* _EXTRACTED DATA_:

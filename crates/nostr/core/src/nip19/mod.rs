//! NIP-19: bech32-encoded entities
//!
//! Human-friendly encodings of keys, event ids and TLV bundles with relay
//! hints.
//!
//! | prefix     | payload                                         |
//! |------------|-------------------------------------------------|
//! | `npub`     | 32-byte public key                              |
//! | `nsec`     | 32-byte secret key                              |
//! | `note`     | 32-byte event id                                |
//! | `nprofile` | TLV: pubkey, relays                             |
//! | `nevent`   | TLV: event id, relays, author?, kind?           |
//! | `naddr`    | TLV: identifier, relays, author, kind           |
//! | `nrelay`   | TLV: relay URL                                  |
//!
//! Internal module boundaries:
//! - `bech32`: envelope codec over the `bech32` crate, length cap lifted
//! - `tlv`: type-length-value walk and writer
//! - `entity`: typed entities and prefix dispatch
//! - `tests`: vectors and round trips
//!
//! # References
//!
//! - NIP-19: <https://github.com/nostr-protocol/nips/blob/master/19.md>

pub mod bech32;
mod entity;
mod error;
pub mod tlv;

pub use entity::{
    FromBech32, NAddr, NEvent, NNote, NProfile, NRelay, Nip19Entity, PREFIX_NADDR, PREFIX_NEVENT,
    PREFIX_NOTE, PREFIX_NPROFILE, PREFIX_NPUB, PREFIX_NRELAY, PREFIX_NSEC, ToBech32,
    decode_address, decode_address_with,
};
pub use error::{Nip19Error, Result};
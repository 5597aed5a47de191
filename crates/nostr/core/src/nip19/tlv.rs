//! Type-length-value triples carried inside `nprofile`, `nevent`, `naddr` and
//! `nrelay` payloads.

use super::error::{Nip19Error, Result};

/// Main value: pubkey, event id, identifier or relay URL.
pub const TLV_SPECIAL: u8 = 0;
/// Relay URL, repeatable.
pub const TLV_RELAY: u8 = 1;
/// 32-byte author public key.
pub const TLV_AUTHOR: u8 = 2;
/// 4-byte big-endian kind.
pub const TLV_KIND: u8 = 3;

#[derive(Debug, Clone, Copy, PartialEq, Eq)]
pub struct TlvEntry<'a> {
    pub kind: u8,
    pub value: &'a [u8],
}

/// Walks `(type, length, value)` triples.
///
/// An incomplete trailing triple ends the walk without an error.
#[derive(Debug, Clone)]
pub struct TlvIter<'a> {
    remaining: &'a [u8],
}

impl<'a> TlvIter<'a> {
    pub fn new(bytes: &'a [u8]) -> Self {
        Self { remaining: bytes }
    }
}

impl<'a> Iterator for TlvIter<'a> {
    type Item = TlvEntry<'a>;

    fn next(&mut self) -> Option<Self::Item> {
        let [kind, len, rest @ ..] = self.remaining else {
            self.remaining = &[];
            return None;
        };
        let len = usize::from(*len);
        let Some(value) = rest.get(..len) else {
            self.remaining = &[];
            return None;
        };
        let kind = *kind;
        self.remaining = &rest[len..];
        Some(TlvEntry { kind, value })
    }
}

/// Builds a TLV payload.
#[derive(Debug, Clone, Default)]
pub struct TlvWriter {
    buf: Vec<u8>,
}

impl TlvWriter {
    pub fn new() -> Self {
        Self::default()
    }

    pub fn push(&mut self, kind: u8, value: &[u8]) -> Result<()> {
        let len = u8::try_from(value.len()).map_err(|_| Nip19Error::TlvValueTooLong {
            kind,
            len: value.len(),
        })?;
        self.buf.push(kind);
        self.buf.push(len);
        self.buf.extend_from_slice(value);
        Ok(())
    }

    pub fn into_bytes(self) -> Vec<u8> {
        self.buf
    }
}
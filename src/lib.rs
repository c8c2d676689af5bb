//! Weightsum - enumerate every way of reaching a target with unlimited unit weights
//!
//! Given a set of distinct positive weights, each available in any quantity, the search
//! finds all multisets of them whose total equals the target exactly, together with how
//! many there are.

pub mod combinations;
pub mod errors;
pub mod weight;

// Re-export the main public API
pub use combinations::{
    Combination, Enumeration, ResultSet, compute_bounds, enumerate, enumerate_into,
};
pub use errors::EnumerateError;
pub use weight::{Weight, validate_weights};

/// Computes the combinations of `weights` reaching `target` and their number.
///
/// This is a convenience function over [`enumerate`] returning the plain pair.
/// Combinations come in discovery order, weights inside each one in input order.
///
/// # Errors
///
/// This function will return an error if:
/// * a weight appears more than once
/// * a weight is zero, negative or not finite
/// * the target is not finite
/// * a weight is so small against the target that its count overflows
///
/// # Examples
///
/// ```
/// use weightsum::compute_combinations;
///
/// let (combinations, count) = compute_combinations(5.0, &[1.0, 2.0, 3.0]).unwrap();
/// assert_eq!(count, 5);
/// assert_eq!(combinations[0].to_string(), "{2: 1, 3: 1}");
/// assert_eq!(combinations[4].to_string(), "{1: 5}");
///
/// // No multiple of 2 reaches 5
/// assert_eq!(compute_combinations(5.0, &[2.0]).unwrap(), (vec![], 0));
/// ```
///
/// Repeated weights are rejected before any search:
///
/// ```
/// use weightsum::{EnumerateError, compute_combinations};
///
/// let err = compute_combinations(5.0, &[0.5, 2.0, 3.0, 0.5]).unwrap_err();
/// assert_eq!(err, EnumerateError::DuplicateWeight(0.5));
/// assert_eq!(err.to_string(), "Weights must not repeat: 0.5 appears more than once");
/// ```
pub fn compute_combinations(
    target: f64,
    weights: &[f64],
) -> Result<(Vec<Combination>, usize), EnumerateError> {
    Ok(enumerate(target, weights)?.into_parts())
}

* _WORK TO BE COMPLETED_: Give back exactly what runs from the first line of the listing above to the line that contains "32-byte secret key", keeping both end lines.

* _EXERCISE RESULT_:
filename crates/nostr/core/src/nip19/mod.rs
//! NIP-19: bech32-encoded entities
//!
//! Human-friendly encodings of keys, event ids and TLV bundles with relay
//! hints.
//!
//! | prefix     | payload                                         |
//! |------------|-------------------------------------------------|
//! | `npub`     | 32-byte public key                              |
//! | `nsec`     | 32-byte secret key                              |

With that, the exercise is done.